> **Action item**
Report every line in the records below that holds the word "results".

> **Data provided**
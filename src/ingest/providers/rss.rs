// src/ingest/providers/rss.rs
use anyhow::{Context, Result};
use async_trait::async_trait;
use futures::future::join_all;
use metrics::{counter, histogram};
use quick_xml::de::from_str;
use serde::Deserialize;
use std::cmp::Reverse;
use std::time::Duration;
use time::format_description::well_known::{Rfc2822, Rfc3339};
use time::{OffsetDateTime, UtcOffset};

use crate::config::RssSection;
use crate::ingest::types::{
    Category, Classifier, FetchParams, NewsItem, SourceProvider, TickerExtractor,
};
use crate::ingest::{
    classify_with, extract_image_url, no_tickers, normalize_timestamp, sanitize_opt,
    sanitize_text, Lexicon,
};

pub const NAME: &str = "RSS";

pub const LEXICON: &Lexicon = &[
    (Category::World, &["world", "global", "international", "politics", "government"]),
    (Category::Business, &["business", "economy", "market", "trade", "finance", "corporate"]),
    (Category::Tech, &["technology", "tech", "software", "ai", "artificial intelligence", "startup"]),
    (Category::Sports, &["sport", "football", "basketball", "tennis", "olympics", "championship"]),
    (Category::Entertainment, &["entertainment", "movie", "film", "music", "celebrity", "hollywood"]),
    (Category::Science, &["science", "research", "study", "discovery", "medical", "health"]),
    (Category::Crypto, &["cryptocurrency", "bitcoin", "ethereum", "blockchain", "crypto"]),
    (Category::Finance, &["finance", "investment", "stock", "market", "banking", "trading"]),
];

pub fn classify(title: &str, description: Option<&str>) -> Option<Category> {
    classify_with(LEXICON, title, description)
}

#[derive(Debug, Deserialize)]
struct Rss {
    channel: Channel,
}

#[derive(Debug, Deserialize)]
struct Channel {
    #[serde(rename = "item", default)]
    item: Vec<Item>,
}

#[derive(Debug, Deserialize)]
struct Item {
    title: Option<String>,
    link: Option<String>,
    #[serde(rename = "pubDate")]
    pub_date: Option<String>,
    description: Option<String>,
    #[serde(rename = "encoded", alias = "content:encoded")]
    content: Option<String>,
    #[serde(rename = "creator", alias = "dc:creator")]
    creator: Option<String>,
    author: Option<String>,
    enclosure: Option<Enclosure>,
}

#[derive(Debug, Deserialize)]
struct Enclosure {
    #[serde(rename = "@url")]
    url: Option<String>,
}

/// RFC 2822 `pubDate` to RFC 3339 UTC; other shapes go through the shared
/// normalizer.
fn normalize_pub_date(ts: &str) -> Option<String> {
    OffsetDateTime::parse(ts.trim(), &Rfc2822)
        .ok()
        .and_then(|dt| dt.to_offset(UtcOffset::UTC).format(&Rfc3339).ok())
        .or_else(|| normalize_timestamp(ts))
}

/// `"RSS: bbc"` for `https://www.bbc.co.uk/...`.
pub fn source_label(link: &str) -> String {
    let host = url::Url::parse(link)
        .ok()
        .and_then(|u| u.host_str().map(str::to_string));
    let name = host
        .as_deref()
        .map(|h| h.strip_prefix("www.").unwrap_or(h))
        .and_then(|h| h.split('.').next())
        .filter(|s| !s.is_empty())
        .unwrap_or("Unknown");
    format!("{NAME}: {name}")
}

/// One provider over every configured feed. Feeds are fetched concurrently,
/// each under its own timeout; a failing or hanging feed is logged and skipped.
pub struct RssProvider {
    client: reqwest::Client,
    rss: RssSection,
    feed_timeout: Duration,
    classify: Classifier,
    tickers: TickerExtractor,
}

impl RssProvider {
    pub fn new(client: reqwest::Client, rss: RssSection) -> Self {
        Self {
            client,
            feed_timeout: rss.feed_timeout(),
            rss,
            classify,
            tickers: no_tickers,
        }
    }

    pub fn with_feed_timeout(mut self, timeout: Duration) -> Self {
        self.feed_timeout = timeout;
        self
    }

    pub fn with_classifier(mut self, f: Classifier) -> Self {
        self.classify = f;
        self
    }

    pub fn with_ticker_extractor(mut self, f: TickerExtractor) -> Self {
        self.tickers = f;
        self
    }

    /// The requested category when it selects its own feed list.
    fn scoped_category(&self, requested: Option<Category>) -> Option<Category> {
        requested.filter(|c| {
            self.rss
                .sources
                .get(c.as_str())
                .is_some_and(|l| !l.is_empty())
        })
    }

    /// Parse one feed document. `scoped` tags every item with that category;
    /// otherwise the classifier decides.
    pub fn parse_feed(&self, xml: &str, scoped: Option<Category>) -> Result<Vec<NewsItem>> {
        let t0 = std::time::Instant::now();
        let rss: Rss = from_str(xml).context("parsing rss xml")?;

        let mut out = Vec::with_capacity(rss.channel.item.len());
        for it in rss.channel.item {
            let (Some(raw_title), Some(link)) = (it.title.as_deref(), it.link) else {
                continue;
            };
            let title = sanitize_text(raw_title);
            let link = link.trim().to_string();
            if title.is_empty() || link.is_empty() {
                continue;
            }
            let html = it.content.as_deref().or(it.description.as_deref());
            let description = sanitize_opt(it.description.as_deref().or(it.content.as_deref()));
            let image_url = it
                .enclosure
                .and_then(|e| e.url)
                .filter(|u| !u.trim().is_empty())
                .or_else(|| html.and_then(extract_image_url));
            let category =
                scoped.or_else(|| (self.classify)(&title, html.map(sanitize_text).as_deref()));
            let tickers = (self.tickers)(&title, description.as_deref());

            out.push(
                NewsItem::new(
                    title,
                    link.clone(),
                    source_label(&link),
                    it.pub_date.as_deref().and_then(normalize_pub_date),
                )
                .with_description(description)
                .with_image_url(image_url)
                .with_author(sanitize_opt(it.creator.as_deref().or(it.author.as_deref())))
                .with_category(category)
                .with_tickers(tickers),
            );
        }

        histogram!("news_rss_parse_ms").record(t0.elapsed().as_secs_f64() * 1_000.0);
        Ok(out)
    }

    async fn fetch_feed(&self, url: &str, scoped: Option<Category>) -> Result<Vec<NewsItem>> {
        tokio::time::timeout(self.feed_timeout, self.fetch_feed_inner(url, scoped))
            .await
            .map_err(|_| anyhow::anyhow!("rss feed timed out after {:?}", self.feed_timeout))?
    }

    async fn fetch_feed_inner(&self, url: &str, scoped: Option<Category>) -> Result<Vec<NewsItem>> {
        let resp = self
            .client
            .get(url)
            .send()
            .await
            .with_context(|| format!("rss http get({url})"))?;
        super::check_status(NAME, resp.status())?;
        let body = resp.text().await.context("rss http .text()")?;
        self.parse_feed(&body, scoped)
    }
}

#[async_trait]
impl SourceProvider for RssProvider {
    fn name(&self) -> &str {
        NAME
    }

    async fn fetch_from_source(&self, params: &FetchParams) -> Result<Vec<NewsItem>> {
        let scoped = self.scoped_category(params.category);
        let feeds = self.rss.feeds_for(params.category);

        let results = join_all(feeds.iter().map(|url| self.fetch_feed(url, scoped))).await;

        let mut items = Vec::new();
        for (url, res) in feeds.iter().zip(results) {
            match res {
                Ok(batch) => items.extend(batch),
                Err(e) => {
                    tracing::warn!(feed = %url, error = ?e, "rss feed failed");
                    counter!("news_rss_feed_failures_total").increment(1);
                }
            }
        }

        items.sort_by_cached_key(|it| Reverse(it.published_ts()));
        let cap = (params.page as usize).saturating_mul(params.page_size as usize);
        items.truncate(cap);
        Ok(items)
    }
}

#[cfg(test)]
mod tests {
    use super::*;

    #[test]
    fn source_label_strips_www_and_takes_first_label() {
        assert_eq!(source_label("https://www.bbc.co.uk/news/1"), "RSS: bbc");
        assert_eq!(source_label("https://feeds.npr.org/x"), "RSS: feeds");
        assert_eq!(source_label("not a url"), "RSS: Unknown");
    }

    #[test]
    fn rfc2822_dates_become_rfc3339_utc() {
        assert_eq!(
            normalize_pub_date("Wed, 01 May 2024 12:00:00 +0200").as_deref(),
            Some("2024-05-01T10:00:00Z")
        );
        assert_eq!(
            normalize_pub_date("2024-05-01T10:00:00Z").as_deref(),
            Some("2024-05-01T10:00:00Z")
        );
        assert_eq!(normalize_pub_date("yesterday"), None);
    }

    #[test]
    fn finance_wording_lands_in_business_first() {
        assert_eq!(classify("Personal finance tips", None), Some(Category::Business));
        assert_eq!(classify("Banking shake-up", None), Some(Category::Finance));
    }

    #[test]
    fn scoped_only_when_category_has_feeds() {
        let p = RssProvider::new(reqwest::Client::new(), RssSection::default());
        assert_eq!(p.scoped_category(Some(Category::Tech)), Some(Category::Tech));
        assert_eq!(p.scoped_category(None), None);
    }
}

> **Task answer**
        let results = join_all(feeds.iter().map(|url| self.fetch_feed(url, scoped))).await;
        for (url, res) in feeds.iter().zip(results) {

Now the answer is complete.